Women attend Friday prayers in Tehran February 4, 2011..
(photo credit: REUTERS/RAHEB HOMAVANDI)
Iran's Supreme Leader Ayatollah Ali Khamenei on Thursday praised the the hijab, the Muslim headscarf, decrying western women's "nudity" in a meeting with a group of Ahlulbait University members, according to reports.
"In Islamic logic, there's a framework to define women's roles. An Islamic woman is the one who has faith and chastity and leads the most crucial section of human education. She influences the society, achieves scientific and spiritual growth: She is the director of the family's hub. In contrast, there has always been a deviant framework; today, that different model for women is the one offered by the west," he was quoted as saying by an English Twitter account dedicated to translating his speeches.
"Today, according to the western model, the most sought after characteristics of a woman involve her ability to physically attract men and appease them: one distinct image (portrayed in society) of the western woman is her nudity," he continued. "By promoting modest dress (hijab), Islam has blocked the path which would lead women to such a deviant lifestyle. The Hijab is a means of immunity not restriction."
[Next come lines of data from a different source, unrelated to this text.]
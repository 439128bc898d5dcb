use anyhow::{Context, Result};
use log::{debug, info};
use std::path::PathBuf;
use structopt::StructOpt;

#[derive(StructOpt, Debug)]
#[structopt(name = "shunteval", about = "Convert integer arithmetic to postfix and evaluate it")]
#[structopt(setting = structopt::clap::AppSettings::AllowLeadingHyphen)]
struct Options {
    /// Log verbosity, repeat for more (-v warn, -vv info, -vvv debug)
    #[structopt(short, long, parse(from_occurrences))]
    verbose: u8,

    /// Print the postfix queue instead of evaluating it
    #[structopt(long)]
    convert_only: bool,

    /// Print the input and output token queues
    #[structopt(long)]
    show_queues: bool,

    /// History file for the interactive prompt [default: ~/.shunteval_history]
    #[structopt(long, parse(from_os_str))]
    history: Option<PathBuf>,

    /// Expression to evaluate, starts a prompt when omitted
    expr: Vec<String>,
}

mod repl {
    use log::debug;
    use shunteval::{dump_queue, Error, MathTokenizer, ShuntingParser};

    pub struct Session {
        pub convert_only: bool,
        pub show_queues: bool,
    }

    impl Session {
        pub fn run(&self, input: &str) -> Result<String, Error> {
            let infix = MathTokenizer::new(input.chars())
                .skip_whitespace(true)
                .collect::<Result<Vec<_>, _>>()?;
            if let Some(line) = self.queue_line("input: ", &dump_queue(&infix)) {
                println!("{}", line);
            }

            let rpn = ShuntingParser::parse(infix)?;
            if let Some(line) = self.queue_line("output:", &rpn.to_string()) {
                println!("{}", line);
            }
            if self.convert_only {
                return Ok(rpn.to_string());
            }

            let result = rpn.eval()?;
            Ok(match rpn.to_infix() {
                Some(expr) => format!("{} = {}", expr, result),
                None => result.to_string(),
            })
        }

        // queues go to stdout with --show-queues, to the debug log otherwise
        pub fn queue_line(&self, label: &str, queue: &str) -> Option<String> {
            if self.show_queues {
                return Some(format!("{} {}", label, queue));
            }
            debug!("{} {}", label, queue);
            None
        }
    }

}

fn init_logging(verbose: u8) {
    let level = match verbose {
        0 => log::LevelFilter::Error,
        1 => log::LevelFilter::Warn,
        2 => log::LevelFilter::Info,
        3 => log::LevelFilter::Debug,
        _ => log::LevelFilter::Trace,
    };
    env_logger::builder()
        .format_timestamp(None)
        .filter_level(level)
        .parse_default_env()
        .init();
}

fn prompt(session: &repl::Session, history: Option<PathBuf>) -> Result<()> {
    use rustyline::error::ReadlineError;
    let mut rl = rustyline::DefaultEditor::new()?;
    if let Some(path) = &history {
        if rl.load_history(path).is_err() {
            info!("no history yet at {}", path.display());
        }
    }
    loop {
        match rl.readline(">> ") {
            Err(ReadlineError::Interrupted) | Err(ReadlineError::Eof) => break,
            Err(e) => return Err(e).context("reading input"),
            Ok(line) if line.trim().is_empty() => continue,
            Ok(line) => {
                let _ = rl.add_history_entry(line.as_str());
                match session.run(&line) {
                    Ok(output) => println!("{}", output),
                    Err(e) => println!("{}", e),
                }
            }
        }
    }
    if let Some(path) = &history {
        rl.save_history(path)
            .with_context(|| format!("saving history to {}", path.display()))?;
    }
    Ok(())
}

fn main() -> Result<()> {
    let opts = Options::from_args();
    init_logging(opts.verbose);
    debug!("{:?}", opts);

    let session = repl::Session {
        convert_only: opts.convert_only,
        show_queues: opts.show_queues,
    };
    if opts.expr.is_empty() {
        let history = opts
            .history
            .or_else(|| dirs::home_dir().map(|h| h.join(".shunteval_history")));
        return prompt(&session, history);
    }

    let input = opts.expr.join(" ");
    let output = session.run(&input)?;
    println!("{}", output);
    Ok(())
}
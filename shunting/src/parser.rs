use crate::error::Error;
use lexers::{Assoc, BinOp, Paren, Token};
use std::fmt;
use std::ops::Deref;

#[derive(Clone, Debug, PartialEq, Eq)]
pub enum ConvertError {
    UnmatchedOpenParen,
    UnmatchedCloseParen,
}

impl fmt::Display for ConvertError {
    fn fmt(&self, f: &mut fmt::Formatter) -> fmt::Result {
        match *self {
            ConvertError::UnmatchedOpenParen => write!(f, "unmatched opening parenthesis"),
            ConvertError::UnmatchedCloseParen => write!(f, "unmatched closing parenthesis"),
        }
    }
}

impl std::error::Error for ConvertError {}

/// Binding strength of a token on the operator stack.
///
/// Binary operators are ranked above an open parenthesis by their static
/// precedence. Negation outranks every binary operator, so the next binary
/// operator always pops it, while pushing a negation never pops anything
/// since it is right associative. Operands never reach the stack and rank
/// highest, which the infix printer relies on to never parenthesize them.
pub fn precedence(token: &Token) -> (usize, Assoc) {
    const NEG: usize = BinOp::Pow.precedence() as usize + 2;
    match *token {
        Token::Paren(Paren::Open) => (0, Assoc::Left), // keep at bottom
        Token::BOp(op) => (op.precedence() as usize + 1, op.assoc()),
        Token::UOp(_) => (NEG, Assoc::Right),
        Token::Number(_) | Token::Paren(Paren::Close) => (usize::MAX, Assoc::Left),
    }
}

/// A token queue in postfix order.
#[derive(Clone, PartialEq, Eq, Debug, Default)]
pub struct RPNExpr(pub Vec<Token>);

impl Deref for RPNExpr {
    type Target = [Token];
    fn deref(&self) -> &[Token] { &self.0 }
}

impl IntoIterator for RPNExpr {
    type Item = Token;
    type IntoIter = std::vec::IntoIter<Token>;
    fn into_iter(self) -> Self::IntoIter { self.0.into_iter() }
}

pub struct ShuntingParser;

impl ShuntingParser {
    pub fn parse_str(expr: &str) -> Result<RPNExpr, Error> {
        let infix = lexers::tokenize(expr)?;
        Ok(Self::parse(infix)?)
    }

    pub fn parse(infix: impl IntoIterator<Item = Token>) -> Result<RPNExpr, ConvertError> {
        let mut out = Vec::new();
        let mut stack = Vec::new();

        for token in infix {
            match token {
                Token::Number(_) => out.push(token),
                Token::Paren(Paren::Open) => stack.push(token),
                Token::Paren(Paren::Close) => loop {
                    match stack.pop() {
                        Some(Token::Paren(Paren::Open)) => break,
                        Some(top) => out.push(top),
                        None => return Err(ConvertError::UnmatchedCloseParen),
                    }
                },
                Token::UOp(_) | Token::BOp(_) => {
                    let (prec_rhs, assoc_rhs) = precedence(&token);
                    while let Some(top) = stack.last() {
                        let (prec_lhs, _) = precedence(top);
                        if prec_lhs < prec_rhs
                            || (prec_lhs == prec_rhs && assoc_rhs == Assoc::Right)
                        {
                            break;
                        }
                        out.extend(stack.pop());
                    }
                    stack.push(token);
                }
            }
        }
        while let Some(top) = stack.pop() {
            match top {
                Token::Paren(Paren::Open) => return Err(ConvertError::UnmatchedOpenParen),
                token => out.push(token),
            }
        }
        Ok(RPNExpr(out))
    }
}

/// Rewrite an infix token sequence into postfix order.
pub fn convert(infix: Vec<Token>) -> Result<RPNExpr, ConvertError> {
    ShuntingParser::parse(infix)
}
#![deny(warnings)]

/// Backtracking cursor over a stream of chars.
///
/// Chars pulled from the source are buffered until the pending lexeme is
/// either `extract`ed or `ignore`d, so any position inside the pending
/// lexeme can be restored with `set_pos`.
pub struct Scanner<I: Iterator<Item = char>> {
    src: I,
    buf: Vec<char>,
    pos: isize,
    // chars already dropped from the front of buf
    consumed: usize,
}

impl<I: Iterator<Item = char>> Iterator for Scanner<I> {
    type Item = char;
    fn next(&mut self) -> Option<char> {
        self.pos += 1;
        self.prep_buffer();
        let blen = self.buf.len() as isize;
        if self.pos >= blen {
            self.pos = blen;
        }
        self.curr()
    }
}

impl<I: Iterator<Item = char>> Scanner<I> {
    pub fn new(source: I) -> Scanner<I> {
        Scanner { src: source, buf: Vec::new(), pos: -1, consumed: 0 }
    }

    pub fn pos(&self) -> isize { self.pos }

    pub fn set_pos(&mut self, pos: isize) -> bool {
        if pos < -1 || pos > (self.buf.len() as isize) {
            return false;
        }
        self.pos = pos;
        true
    }

    /// Index in the source of the first char of the pending lexeme.
    pub fn start(&self) -> usize { self.consumed }

    pub fn curr(&self) -> Option<char> {
        let pos = self.pos as usize;
        if self.pos < 0 || pos >= self.buf.len() {
            return None;
        }
        Some(self.buf[pos])
    }

    // pull enough chars from the source to cover self.pos
    fn prep_buffer(&mut self) {
        while self.pos >= (self.buf.len() as isize) {
            match self.src.next() {
                Some(c) => self.buf.push(c),
                None => break,
            }
        }
    }

    pub fn peek(&mut self) -> Option<char> {
        let backtrack = self.pos;
        let peeked = self.next();
        self.pos = backtrack;
        peeked
    }

    /// Chars of the pending lexeme, up to and including the current one.
    pub fn view(&self) -> &[char] {
        let n = ((self.pos + 1) as usize).min(self.buf.len());
        &self.buf[..n]
    }

    /// Drop the pending lexeme and start a fresh one after it.
    pub fn ignore(&mut self) {
        let n = self.view().len();
        self.buf = self.buf.split_off(n);
        self.consumed += n;
        self.pos = -1;
    }

    pub fn extract(&mut self) -> Vec<char> {
        let chars = self.view().to_vec();
        self.ignore();
        chars
    }

    pub fn extract_string(&mut self) -> String {
        self.extract().into_iter().collect()
    }

    // Advance the scanner only if the next char is in the 'any' set,
    // self.curr() will return the matched char if accept matched any
    pub fn accept_any_char(&mut self, any: &str) -> Option<char> {
        let backtrack = self.pos();
        if let Some(next) = self.next() {
            if any.contains(next) { return Some(next); }
        }
        self.set_pos(backtrack);
        None
    }

    // Skip over the 'over' set, result is if the scanner was advanced,
    // after skip a call to self.curr() will return the last matching char
    pub fn skip_all_chars(&mut self, over: &str) -> bool {
        let mut advanced = false;
        while self.accept_any_char(over).is_some() { advanced = true; }
        advanced
    }
}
Khamenei's words came on International Women's Day after reports Wednesday by Western media that the Iranian woman, who was arrested for removing her headscarf in protests last month, was sentenced to two years in prison.
The woman, identified later as Vida Movahed, was dubbed the "Girl of Revolution Street" on Twitter after she removed her white headscarf in public, holding it up on a stick while standing on a communication box in the middle of Tehran's Enghelab street.
Under Iran's interpretation of Islamic law, imposed after the 1979 revolution, women are obliged to cover their hair with a scarf, known as a hijab, and wear long, loose-fitting clothes. Violators are publicly admonished, fined or arrested.
In February 2018, women all over Iran took to the streets, holding their hijabs aloft.
The images quickly spread on social media, as women symbolically rejected the "wider interference of religion in their lives," according to Masih Alinejad, a prominent activist who hosts the website My Stealthy Freedom.
"These women are saying, 'It is enough - it is the 21st century and we want to be our true selves."
Unrest quickly spread across the country and the focus broadened as protesters began calling for Iran's supreme leader, Ayatollah Ali Khamenei, to step down. Over 30 women were arrested, among them Vida Movahed.
Movahed, was reported missing after the protests which contributed to images of her going viral and women all over Iran following her example in taking off their hijab publicly and posting their pictures on Twitter with the hashtag #where_is_she?
According to a Facebook post in February by Iranian human rights lawyer Nasrin Sotoudeh, Mohaved was released from custody shortly after being arrested. However, on Wednesday, she was sentenced to two years in prison, a much more extreme sentence than the usual $25 fine and short prison terms.
Activist Alinejad was not deterred by the harsh actions against Mohaved. On Wednesday, she called for more protests on her Twitter account, stating that "Today #March8_Iran we take the street back by walking unveiled and practicing our civil disobedience."
The Thomas Reuters Foundation contributed to this report.